First, let me point out an oversight in your analysis of the case that $X$ is finite. Certainly $X$ must have the discrete topology, so every subset of $X$ is closed. However, $Y = \mathcal{P}(X)$ is a perfectly fine Polish space when endowed with its own discrete topology. Then the set $\{(x,A) \in X \times \mathcal{P}(X) : x \in A\}$ is "uniquely" universal closed.
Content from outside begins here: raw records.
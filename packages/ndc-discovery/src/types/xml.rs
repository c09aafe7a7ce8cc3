//! Read-only XML tree consumed by the selector and the fingerprint extractors.
//!
//! Nodes carry their structural path from the root. Paths are `/`-joined tag
//! names; a tag that repeats among its siblings gets a 1-based positional
//! suffix (`/OrderViewRS/PaxList/Pax[2]`), so every path in a tree is unique
//! and ancestry can be decided from paths alone.

use std::fmt::{self, Write};

use indexmap::IndexMap;
use quick_xml::events::{BytesStart, Event};
use quick_xml::Reader;
use serde::{Deserialize, Serialize};

use crate::error::{DiscoveryError, Result};

/// Deepest element nesting [`XmlNode::parse`] accepts. Tree walks such as
/// serialization recurse once per level.
pub const MAX_DEPTH: usize = 256;

/// A single element of a parsed XML document.
#[derive(Debug, Clone, PartialEq, Eq, Serialize, Deserialize)]
pub struct XmlNode {
    /// Local tag name (namespace prefix dropped)
    pub tag: String,

    /// Structural path from the root
    pub path: String,

    /// Child elements in document order
    #[serde(default)]
    pub children: Vec<XmlNode>,

    /// Attributes in document order
    #[serde(default)]
    pub attributes: IndexMap<String, String>,

    /// Text content, if any
    #[serde(skip_serializing_if = "Option::is_none")]
    pub text: Option<String>,
}

impl XmlNode {
    /// Create a detached element. Its path is `/{tag}` until it is attached
    /// to a parent.
    pub fn new(tag: impl Into<String>) -> Self {
        let tag = tag.into();
        Self {
            path: format!("/{}", tag),
            tag,
            children: Vec::new(),
            attributes: IndexMap::new(),
            text: None,
        }
    }

    /// Set an attribute.
    pub fn with_attribute(mut self, name: impl Into<String>, value: impl Into<String>) -> Self {
        self.attributes.insert(name.into(), value.into());
        self
    }

    /// Set the text content.
    pub fn with_text(mut self, text: impl Into<String>) -> Self {
        self.text = Some(text.into());
        self
    }

    /// Append a child and re-derive the paths below this node.
    pub fn with_child(mut self, child: XmlNode) -> Self {
        self.children.push(child);
        self.assign_child_paths();
        self
    }

    /// Append several children.
    pub fn with_children(mut self, children: impl IntoIterator<Item = XmlNode>) -> Self {
        self.children.extend(children);
        self.assign_child_paths();
        self
    }

    /// Parse an XML document into a tree.
    ///
    /// Comments, processing instructions and the XML declaration are
    /// skipped. Namespace declarations are not kept as attributes. Elements
    /// nested more than [`MAX_DEPTH`] levels deep are rejected as malformed.
    pub fn parse(xml: &str) -> Result<Self> {
        let mut reader = Reader::from_str(xml);
        reader.trim_text(true);

        let mut stack: Vec<XmlNode> = Vec::new();
        let mut root: Option<XmlNode> = None;

        loop {
            match reader.read_event()? {
                Event::Start(start) => {
                    check_depth(&stack)?;
                    stack.push(element_from(&start)?);
                }
                Event::Empty(start) => {
                    check_depth(&stack)?;
                    let node = element_from(&start)?;
                    attach(&mut stack, &mut root, node)?;
                }
                Event::End(_) => {
                    let node = stack
                        .pop()
                        .ok_or_else(|| DiscoveryError::malformed("unexpected closing tag"))?;
                    attach(&mut stack, &mut root, node)?;
                }
                Event::Text(text) => {
                    let text = text.unescape()?;
                    append_text(&mut stack, &text)?;
                }
                Event::CData(cdata) => {
                    let bytes = cdata.into_inner();
                    append_text(&mut stack, &String::from_utf8_lossy(&bytes))?;
                }
                Event::Eof => break,
                _ => {}
            }
        }

        if let Some(open) = stack.last() {
            return Err(DiscoveryError::malformed(format!(
                "unclosed element <{}>",
                open.tag
            )));
        }

        let mut root =
            root.ok_or_else(|| DiscoveryError::malformed("document has no root element"))?;
        root.path = format!("/{}", root.tag);
        root.assign_child_paths();
        Ok(root)
    }

    /// Whether the node has no child elements.
    pub fn is_leaf(&self) -> bool {
        self.children.is_empty()
    }

    /// Whether the node carries non-blank text.
    pub fn has_text(&self) -> bool {
        self.text.as_deref().is_some_and(|t| !t.trim().is_empty())
    }

    /// Trimmed text content, if non-blank.
    pub fn text_trimmed(&self) -> Option<&str> {
        self.text.as_deref().map(str::trim).filter(|t| !t.is_empty())
    }

    /// Look up an attribute value.
    pub fn attribute(&self, name: &str) -> Option<&str> {
        self.attributes.get(name).map(String::as_str)
    }

    /// Height of the subtree below this node (0 for a leaf).
    pub fn subtree_depth(&self) -> usize {
        self.children
            .iter()
            .map(|c| 1 + c.subtree_depth())
            .max()
            .unwrap_or(0)
    }

    /// Pre-order traversal including this node.
    pub fn iter(&self) -> Iter<'_> {
        Iter { stack: vec![self] }
    }

    /// Pre-order traversal excluding this node.
    pub fn descendants(&self) -> impl Iterator<Item = &XmlNode> {
        self.iter().skip(1)
    }

    /// First descendant with the given tag.
    pub fn find(&self, tag: &str) -> Option<&XmlNode> {
        self.descendants().find(|n| n.tag == tag)
    }

    /// All descendants with the given tag.
    pub fn find_all<'a>(&'a self, tag: &'a str) -> impl Iterator<Item = &'a XmlNode> + 'a {
        self.descendants().filter(move |n| n.tag == tag)
    }

    /// Trimmed text of the first descendant with the given tag.
    pub fn find_text(&self, tag: &str) -> Option<&str> {
        self.find(tag).and_then(XmlNode::text_trimmed)
    }

    /// Compact XML serialization of this subtree.
    pub fn to_xml(&self) -> String {
        self.to_string()
    }

    /// Number of characters [`to_xml`](Self::to_xml) would produce, without
    /// allocating the string.
    pub fn serialized_len(&self) -> usize {
        let mut counter = CharCounter(0);
        // CharCounter never fails
        let _ = write!(counter, "{}", self);
        counter.0
    }

    fn assign_child_paths(&mut self) {
        let mut totals: IndexMap<String, usize> = IndexMap::new();
        for child in &self.children {
            *totals.entry(child.tag.clone()).or_insert(0) += 1;
        }

        let mut seen: IndexMap<String, usize> = IndexMap::new();
        for child in &mut self.children {
            let position = seen.entry(child.tag.clone()).or_insert(0);
            *position += 1;
            child.path = if totals[&child.tag] > 1 {
                format!("{}/{}[{}]", self.path, child.tag, position)
            } else {
                format!("{}/{}", self.path, child.tag)
            };
            child.assign_child_paths();
        }
    }
}

impl fmt::Display for XmlNode {
    fn fmt(&self, f: &mut fmt::Formatter<'_>) -> fmt::Result {
        write!(f, "<{}", self.tag)?;
        for (name, value) in &self.attributes {
            write!(f, " {}=\"", name)?;
            write_escaped(f, value, true)?;
            f.write_char('"')?;
        }

        if self.children.is_empty() && self.text.is_none() {
            return f.write_str("/>");
        }

        f.write_char('>')?;
        if let Some(text) = &self.text {
            write_escaped(f, text, false)?;
        }
        for child in &self.children {
            write!(f, "{}", child)?;
        }
        write!(f, "</{}>", self.tag)
    }
}

/// Pre-order iterator over an [`XmlNode`] subtree.
pub struct Iter<'a> {
    stack: Vec<&'a XmlNode>,
}

impl<'a> Iterator for Iter<'a> {
    type Item = &'a XmlNode;

    fn next(&mut self) -> Option<Self::Item> {
        let node = self.stack.pop()?;
        self.stack.extend(node.children.iter().rev());
        Some(node)
    }
}

struct CharCounter(usize);

impl Write for CharCounter {
    fn write_str(&mut self, s: &str) -> fmt::Result {
        self.0 += s.chars().count();
        Ok(())
    }
}

fn write_escaped(f: &mut fmt::Formatter<'_>, value: &str, in_attribute: bool) -> fmt::Result {
    for ch in value.chars() {
        match ch {
            '&' => f.write_str("&amp;")?,
            '<' => f.write_str("&lt;")?,
            '>' => f.write_str("&gt;")?,
            '"' if in_attribute => f.write_str("&quot;")?,
            _ => f.write_char(ch)?,
        }
    }
    Ok(())
}

fn element_from(start: &BytesStart<'_>) -> Result<XmlNode> {
    let tag = String::from_utf8_lossy(start.local_name().as_ref()).into_owned();
    let mut node = XmlNode::new(tag);

    for attr in start.attributes() {
        let attr = attr.map_err(quick_xml::Error::from)?;
        if attr.key.as_ref().starts_with(b"xmlns") {
            continue;
        }
        let name = String::from_utf8_lossy(attr.key.local_name().as_ref()).into_owned();
        let value = attr.unescape_value()?.into_owned();
        node.attributes.insert(name, value);
    }

    Ok(node)
}

fn check_depth(stack: &[XmlNode]) -> Result<()> {
    if stack.len() >= MAX_DEPTH {
        return Err(DiscoveryError::malformed(format!(
            "elements nested deeper than {} levels",
            MAX_DEPTH
        )));
    }
    Ok(())
}

fn attach(stack: &mut [XmlNode], root: &mut Option<XmlNode>, node: XmlNode) -> Result<()> {
    if let Some(parent) = stack.last_mut() {
        parent.children.push(node);
        return Ok(());
    }
    if root.is_some() {
        return Err(DiscoveryError::malformed("multiple root elements"));
    }
    *root = Some(node);
    Ok(())
}

fn append_text(stack: &mut [XmlNode], text: &str) -> Result<()> {
    if text.trim().is_empty() {
        return Ok(());
    }
    let current = stack
        .last_mut()
        .ok_or_else(|| DiscoveryError::malformed("text outside the root element"))?;
    match &mut current.text {
        Some(existing) => existing.push_str(text),
        None => current.text = Some(text.to_string()),
    }
    Ok(())
}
This may seem pedantic, but it actually generalizes to large $X$. Suppose now that $X$ is a compact Polish space, and endow its space of compact (equiv., closed) subsets $\mathcal{K}(X)$ with the Vietoris topology, generated by sets of the form

$\{K : K \subseteq U\}$ and $\{K : K \cap U = \emptyset\}$,

where $U\subseteq X$ is open. For Polish $X$, this is a Polish topology on $\mathcal{K}(X)$. Note that in the special case where $X$ is finite (thus compact), this coincides with the discrete topology on $\mathcal{P}(X)$. Motivated by this analogy, we proceed as before and choose our uniquely universal closed set to equal $G = \{(x,K) \in X \times \mathcal{K}(X) : x \in K\}$. The only thing left to check is that this set is indeed closed. You can see this directly by assuming $(x_0,K_0) \notin G$, fixing a little open neighborhood $U$ around $x_0$ disjoint from $K_0$, and then checking that $U \times \{K : K \cap U = \emptyset\}$ is an open neighborhood of $(x_0, K_0)$ disjoint from $G$.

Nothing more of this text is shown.